◆ Work instructions
Return each line of the listing that follows in which the string "true" can be found.

◆ Records for the task
□ □ □
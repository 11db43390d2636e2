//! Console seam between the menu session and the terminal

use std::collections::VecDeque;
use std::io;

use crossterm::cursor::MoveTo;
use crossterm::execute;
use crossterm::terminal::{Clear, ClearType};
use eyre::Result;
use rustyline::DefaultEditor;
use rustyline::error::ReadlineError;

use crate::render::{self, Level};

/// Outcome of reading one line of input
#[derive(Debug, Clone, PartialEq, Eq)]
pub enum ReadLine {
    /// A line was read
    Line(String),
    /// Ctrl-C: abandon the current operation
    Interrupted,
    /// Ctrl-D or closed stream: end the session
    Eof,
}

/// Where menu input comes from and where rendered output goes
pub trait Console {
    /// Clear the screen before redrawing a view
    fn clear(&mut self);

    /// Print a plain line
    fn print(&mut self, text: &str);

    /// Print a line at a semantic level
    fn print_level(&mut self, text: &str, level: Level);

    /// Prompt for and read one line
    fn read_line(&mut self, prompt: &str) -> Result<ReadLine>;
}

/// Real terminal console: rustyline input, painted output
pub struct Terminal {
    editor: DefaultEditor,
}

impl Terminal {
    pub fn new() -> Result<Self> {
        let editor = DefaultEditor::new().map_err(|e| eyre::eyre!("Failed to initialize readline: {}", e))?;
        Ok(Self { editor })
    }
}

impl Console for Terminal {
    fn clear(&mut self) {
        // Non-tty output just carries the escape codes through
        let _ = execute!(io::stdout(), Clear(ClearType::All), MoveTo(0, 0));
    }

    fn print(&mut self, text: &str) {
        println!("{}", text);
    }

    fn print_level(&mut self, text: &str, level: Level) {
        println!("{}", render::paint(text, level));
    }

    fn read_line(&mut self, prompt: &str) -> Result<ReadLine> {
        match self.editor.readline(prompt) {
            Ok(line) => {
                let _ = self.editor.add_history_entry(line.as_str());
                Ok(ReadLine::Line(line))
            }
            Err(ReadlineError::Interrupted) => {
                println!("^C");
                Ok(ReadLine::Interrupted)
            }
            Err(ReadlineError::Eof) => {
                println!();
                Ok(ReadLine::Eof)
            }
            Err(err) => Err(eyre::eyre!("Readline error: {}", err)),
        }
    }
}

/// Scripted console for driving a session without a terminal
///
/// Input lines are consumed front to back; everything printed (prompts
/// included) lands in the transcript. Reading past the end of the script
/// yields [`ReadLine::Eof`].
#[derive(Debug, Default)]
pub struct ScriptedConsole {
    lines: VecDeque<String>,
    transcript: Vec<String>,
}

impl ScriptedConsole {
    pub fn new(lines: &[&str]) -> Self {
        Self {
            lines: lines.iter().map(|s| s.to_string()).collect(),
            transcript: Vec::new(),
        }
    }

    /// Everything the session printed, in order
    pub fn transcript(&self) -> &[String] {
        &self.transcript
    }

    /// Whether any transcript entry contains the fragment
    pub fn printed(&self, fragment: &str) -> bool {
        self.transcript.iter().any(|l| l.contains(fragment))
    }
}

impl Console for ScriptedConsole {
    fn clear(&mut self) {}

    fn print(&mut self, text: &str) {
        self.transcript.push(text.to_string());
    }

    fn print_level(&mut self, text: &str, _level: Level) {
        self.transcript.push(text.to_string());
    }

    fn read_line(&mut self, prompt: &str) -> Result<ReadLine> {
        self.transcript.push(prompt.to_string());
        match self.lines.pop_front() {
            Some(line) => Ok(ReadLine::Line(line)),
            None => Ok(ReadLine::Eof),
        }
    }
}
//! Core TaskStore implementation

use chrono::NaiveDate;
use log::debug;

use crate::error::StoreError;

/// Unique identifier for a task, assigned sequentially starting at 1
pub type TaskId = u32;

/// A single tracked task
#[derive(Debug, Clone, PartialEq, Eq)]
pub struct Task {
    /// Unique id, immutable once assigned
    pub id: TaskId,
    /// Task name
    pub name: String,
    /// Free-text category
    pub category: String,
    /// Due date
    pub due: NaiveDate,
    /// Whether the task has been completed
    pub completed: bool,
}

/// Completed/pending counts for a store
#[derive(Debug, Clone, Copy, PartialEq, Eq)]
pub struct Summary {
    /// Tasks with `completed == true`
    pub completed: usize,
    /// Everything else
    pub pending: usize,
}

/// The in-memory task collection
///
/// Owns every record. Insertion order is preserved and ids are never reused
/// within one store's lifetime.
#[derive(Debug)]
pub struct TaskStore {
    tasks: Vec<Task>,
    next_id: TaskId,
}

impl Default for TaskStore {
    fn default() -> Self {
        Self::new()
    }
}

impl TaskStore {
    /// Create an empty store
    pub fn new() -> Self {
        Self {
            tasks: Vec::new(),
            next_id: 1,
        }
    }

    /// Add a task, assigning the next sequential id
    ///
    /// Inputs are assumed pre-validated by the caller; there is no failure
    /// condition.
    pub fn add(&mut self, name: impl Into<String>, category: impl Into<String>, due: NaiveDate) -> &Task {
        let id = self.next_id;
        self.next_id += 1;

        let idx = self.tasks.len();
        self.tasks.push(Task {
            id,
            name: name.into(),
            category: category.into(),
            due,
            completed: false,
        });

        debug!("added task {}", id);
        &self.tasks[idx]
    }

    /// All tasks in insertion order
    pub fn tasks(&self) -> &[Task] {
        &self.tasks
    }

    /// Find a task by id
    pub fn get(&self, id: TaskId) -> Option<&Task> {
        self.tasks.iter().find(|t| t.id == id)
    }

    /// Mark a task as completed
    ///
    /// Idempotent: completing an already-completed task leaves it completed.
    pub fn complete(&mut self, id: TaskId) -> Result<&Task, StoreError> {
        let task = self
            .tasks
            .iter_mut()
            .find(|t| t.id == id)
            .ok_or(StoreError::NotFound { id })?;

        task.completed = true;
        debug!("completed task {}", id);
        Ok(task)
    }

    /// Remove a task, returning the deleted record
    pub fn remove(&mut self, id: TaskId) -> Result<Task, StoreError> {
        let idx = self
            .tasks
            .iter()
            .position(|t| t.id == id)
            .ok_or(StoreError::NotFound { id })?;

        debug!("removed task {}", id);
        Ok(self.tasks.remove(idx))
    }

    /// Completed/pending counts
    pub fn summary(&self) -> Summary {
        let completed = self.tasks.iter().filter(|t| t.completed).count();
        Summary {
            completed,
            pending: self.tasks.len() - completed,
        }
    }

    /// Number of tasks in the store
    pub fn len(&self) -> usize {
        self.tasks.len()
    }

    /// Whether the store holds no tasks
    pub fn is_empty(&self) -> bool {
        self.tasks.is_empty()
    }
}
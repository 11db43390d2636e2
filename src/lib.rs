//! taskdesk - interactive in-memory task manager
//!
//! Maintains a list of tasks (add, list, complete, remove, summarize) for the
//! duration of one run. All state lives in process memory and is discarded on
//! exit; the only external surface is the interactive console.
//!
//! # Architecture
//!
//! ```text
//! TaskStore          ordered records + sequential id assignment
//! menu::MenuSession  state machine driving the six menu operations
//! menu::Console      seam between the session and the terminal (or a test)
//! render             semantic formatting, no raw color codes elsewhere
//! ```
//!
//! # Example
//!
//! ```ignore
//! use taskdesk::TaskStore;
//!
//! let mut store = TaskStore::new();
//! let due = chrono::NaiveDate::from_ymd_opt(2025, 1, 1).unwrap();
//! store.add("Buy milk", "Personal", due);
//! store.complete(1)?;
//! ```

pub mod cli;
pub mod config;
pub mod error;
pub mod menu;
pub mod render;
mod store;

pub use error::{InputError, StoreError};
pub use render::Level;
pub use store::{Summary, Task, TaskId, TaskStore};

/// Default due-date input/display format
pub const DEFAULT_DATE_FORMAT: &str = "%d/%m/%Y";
□ □ □
◆ Your solution
    /// Tasks with `completed == true`
        task.completed = true;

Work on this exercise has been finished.